You want to stand up for yourself but keep it simple, since you will probably not have the opportunity to make your explanations stick. For example, you might use gentle humor again: “I know you love disparaging White people, Uncle J. But they can’t be all bad or I’m half guilty.”
- On the other hand, maybe these are relatives with whom you are not particularly close, or with whom you’ve had age old gripes.
You have less to lose if you speak out, set a limit, but fail to make an impact. Likewise, you have less to lose if you let it go and walk away. Possibly enlist a supportive cousin or two as a liaison who might explain your case in your absence.
At the route of your distress is frustration with your family’s failure to see your whole racial identity—Black and White. Since they view White people as a singular block, rather than as individuals, it may be hard for them to see the “White” in you. There are many Black families (Caribbean and otherwise) with Multiracial members whose Mixed backgrounds are considered irrelevant because of the roots they share with the fold. There are also many who resent their Biracial kin, construing their dual identity as a claim of superiority.

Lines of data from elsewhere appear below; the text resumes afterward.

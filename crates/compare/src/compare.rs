use std::time::{Duration, Instant};

use stepwise_core::{ExactSolution, Problem, ScalarField, State};

use crate::{Config, Error, Method};

/// The outcome of one timed integration run.
#[derive(Debug, Clone, Copy, PartialEq)]
pub struct RunResult {
    /// The method that produced this result.
    pub method: Method,

    /// The state after the last step.
    pub final_state: State,

    /// The exact solution at `final_state.x`.
    pub exact: f64,

    /// Absolute error of `final_state.y` against `exact`; never negative.
    pub error: f64,

    /// Wall-clock time spent stepping.
    pub elapsed: Duration,
}

/// Results of running both methods on the same configuration.
#[derive(Debug, Clone, Copy, PartialEq)]
pub struct Comparison {
    /// The classical Runge–Kutta run.
    pub rk4: RunResult,

    /// The forward Euler run.
    pub euler: RunResult,
}

impl Comparison {
    /// Returns both results in report order.
    #[must_use]
    pub fn results(&self) -> [&RunResult; 2] {
        [&self.rk4, &self.euler]
    }
}

/// Runs RK4 and forward Euler on `problem` and measures each.
///
/// Both runs start from the same initial state and take the same steps. They
/// execute back-to-back on the calling thread, and each is timed with a
/// monotonic clock around its stepping loop only.
///
/// # Errors
///
/// Returns [`Error::Integrate`] if a run produces a non-finite state and
/// [`Error::Exact`] if the exact solution is not finite at a final x.
pub fn compare<F, S>(problem: &Problem<F, S>, config: &Config) -> Result<Comparison, Error>
where
    F: ScalarField,
    S: ExactSolution,
{
    tracing::debug!(
        h = config.step_size(),
        steps = config.steps(),
        "comparing methods"
    );

    Ok(Comparison {
        rk4: timed_run(Method::Rk4, problem, config)?,
        euler: timed_run(Method::Euler, problem, config)?,
    })
}

/// Runs a single method, timing only the stepping loop.
///
/// # Errors
///
/// Returns an error if the final state or exact value is not finite.
pub fn timed_run<F, S>(
    method: Method,
    problem: &Problem<F, S>,
    config: &Config,
) -> Result<RunResult, Error>
where
    F: ScalarField,
    S: ExactSolution,
{
    let (initial, h, steps) = (config.initial(), config.step_size(), config.steps());
    let pending = method.prepare(&problem.field, initial, h, steps);

    let start = Instant::now();
    let final_state = pending.finish();
    let elapsed = start.elapsed();

    if !final_state.is_finite() {
        // Rerun with checking to find where the state first broke down.
        method
            .check(&problem.field, initial, h, steps)
            .map_err(Error::integrate(method))?;
    }

    let exact = problem.exact.evaluate(final_state.x);
    if !exact.is_finite() {
        return Err(Error::Exact { x: final_state.x });
    }
    let error = (final_state.y - exact).abs();

    tracing::info!(
        %method,
        x = final_state.x,
        y = final_state.y,
        error,
        elapsed_sec = elapsed.as_secs_f64(),
        "run complete"
    );

    Ok(RunResult {
        method,
        final_state,
        exact,
        error,
        elapsed,
    })
}
//! CLI argument definitions.

use clap::Parser;
use clap_verbosity_flag::{Verbosity, WarnLevel};
use stepwise_compare::{Config, Error, Plan, Runs};

#[derive(Debug, Parser)]
#[command(
    name = "stepwise",
    version,
    about = "Compare RK4 and forward Euler on y' = y / (e^x - 1), y(1) = 5",
    long_about = "Compare RK4 and forward Euler on y' = y / (e^x - 1), y(1) = 5.\n\n\
                  By default prints a 5-step RK4 table (h = 0.02) followed by a\n\
                  timing and accuracy summary of both methods over 1500 steps (h = 0.003)."
)]
pub struct Cli {
    /// Adjust log verbosity (-v for info, -vv for debug, -q for errors only).
    #[command(flatten)]
    pub verbosity: Verbosity<WarnLevel>,

    /// Skip the detailed short-run RK4 table.
    #[arg(long = "no-short")]
    pub no_short: bool,

    /// Skip the long-run timing and accuracy summary.
    #[arg(long = "no-long")]
    pub no_long: bool,

    /// Also report observed convergence orders from a step-halving study.
    #[arg(long = "convergence")]
    pub convergence: bool,

    /// Step size for the long run (default: 0.003).
    #[arg(long = "step-size", value_name = "H")]
    pub step_size: Option<f64>,

    /// Number of steps for the long run (default: 1500).
    #[arg(long = "steps", value_name = "N")]
    pub steps: Option<usize>,
}

impl Cli {
    /// Builds the run plan from the parsed flags.
    pub fn plan(&self) -> Result<Plan, Error> {
        let mut long = Config::long();
        if let Some(steps) = self.steps {
            long = long.with_steps(steps);
        }
        if let Some(step_size) = self.step_size {
            long = long.with_step_size(step_size)?;
        }

        Ok(Plan {
            runs: Runs {
                short: !self.no_short,
                long: !self.no_long,
                convergence: self.convergence,
            },
            short: Config::short(),
            long,
        })
    }
}
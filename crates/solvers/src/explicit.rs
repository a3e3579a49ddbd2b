//! Explicit single-step methods.
//!
//! Each method advances a [`State`] by one fixed increment `h`:
//!
//! | Method    | Slope samples | Local error | Global error |
//! |-----------|---------------|-------------|--------------|
//! | [`Euler`] | 1             | O(h²)       | O(h)         |
//! | [`Rk4`]   | 4             | O(h⁵)       | O(h⁴)        |
//!
//! Steppers follow the field's floating-point semantics. A singular field
//! produces a non-finite state, which is returned as-is.

mod euler;
mod rk4;

pub use euler::Euler;
pub use rk4::Rk4;

use stepwise_core::{ScalarField, State};

/// A single-step method that advances a state by a fixed increment.
pub trait Stepper {
    /// Intermediate values produced alongside each step.
    ///
    /// Methods with nothing worth reporting use `()`.
    type Slopes: Copy;

    /// Short display name for reports and logs.
    const NAME: &'static str;

    /// Advances `state` by `h` along `field`.
    fn step<F>(&self, field: &F, state: State, h: f64) -> Advance<Self::Slopes>
    where
        F: ScalarField + ?Sized;
}

/// The outcome of a single step.
#[derive(Debug, Clone, Copy, PartialEq)]
pub struct Advance<S> {
    /// The state after the step.
    pub state: State,

    /// Intermediate values computed during the step.
    pub slopes: S,
}
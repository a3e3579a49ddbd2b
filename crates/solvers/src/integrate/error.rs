/// Errors that can occur during checked integration.
#[derive(Debug, Clone, Copy, PartialEq, thiserror::Error)]
pub enum Error {
    #[error("state became non-finite at step {step} (x = {x})")]
    NonFinite { step: usize, x: f64 },

    #[error("cannot store the history of {steps} steps")]
    Capacity { steps: usize },
}
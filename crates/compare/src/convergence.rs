//! Observed order of accuracy.
//!
//! A method with global error `C * h^p` loses a factor of `2^p` in error when
//! the step size is halved over the same interval. Running a method at `h`
//! and `h / 2` and comparing final errors estimates `p`.

use stepwise_core::{ExactSolution, Problem, ScalarField};

use crate::{Config, Error, Method, compare::timed_run};

/// The final error of one run in a convergence study.
#[derive(Debug, Clone, Copy, PartialEq)]
pub struct Sample {
    /// The step size `h` of the run.
    pub step_size: f64,

    /// The number of steps taken.
    pub steps: usize,

    /// Absolute error at the final state.
    pub error: f64,
}

/// Errors at a coarse and a refined step size over the same interval.
#[derive(Debug, Clone, Copy, PartialEq)]
pub struct Convergence {
    /// The method under study.
    pub method: Method,

    /// The run at the configured step size.
    pub coarse: Sample,

    /// The run at half the step size and twice the steps.
    pub fine: Sample,
}

impl Convergence {
    /// Returns `coarse.error / fine.error`.
    ///
    /// About 2 for a first-order method and 16 for a fourth-order one. Infinite
    /// when the refined run is exact.
    #[must_use]
    pub fn ratio(&self) -> f64 {
        self.coarse.error / self.fine.error
    }

    /// Returns the observed order, `log2(ratio)`.
    #[must_use]
    pub fn order(&self) -> f64 {
        self.ratio().log2()
    }
}

/// Measures `method` on `config` and on `config.refined()`.
///
/// # Errors
///
/// Returns [`Error::Config`] if `config` cannot be refined, or an error if
/// either run fails.
pub fn convergence<F, S>(
    method: Method,
    problem: &Problem<F, S>,
    config: &Config,
) -> Result<Convergence, Error>
where
    F: ScalarField,
    S: ExactSolution,
{
    let sample = |config: &Config| -> Result<Sample, Error> {
        let result = timed_run(method, problem, config)?;
        Ok(Sample {
            step_size: config.step_size(),
            steps: config.steps(),
            error: result.error,
        })
    };

    let refined = config.refined()?;
    let coarse = sample(config)?;
    let fine = sample(&refined)?;

    tracing::debug!(%method, coarse = coarse.error, fine = fine.error, "convergence sample");

    Ok(Convergence {
        method,
        coarse,
        fine,
    })
}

Finally, as you say, some people only consider the Rashidas and the Mariahs among us truly Mixed. I agree: Many darker-skinned Biracial Black/White people (yours truly included) are not immediately recognized as Mixed. Because we look Black, some people discount our Multiracial heritage. But none of us can—or should—wear a t-shirt or carry around a sign that announces our racial mix. The important thing is for you to know and appreciate your full heritage—no matter who else detects or dismisses it.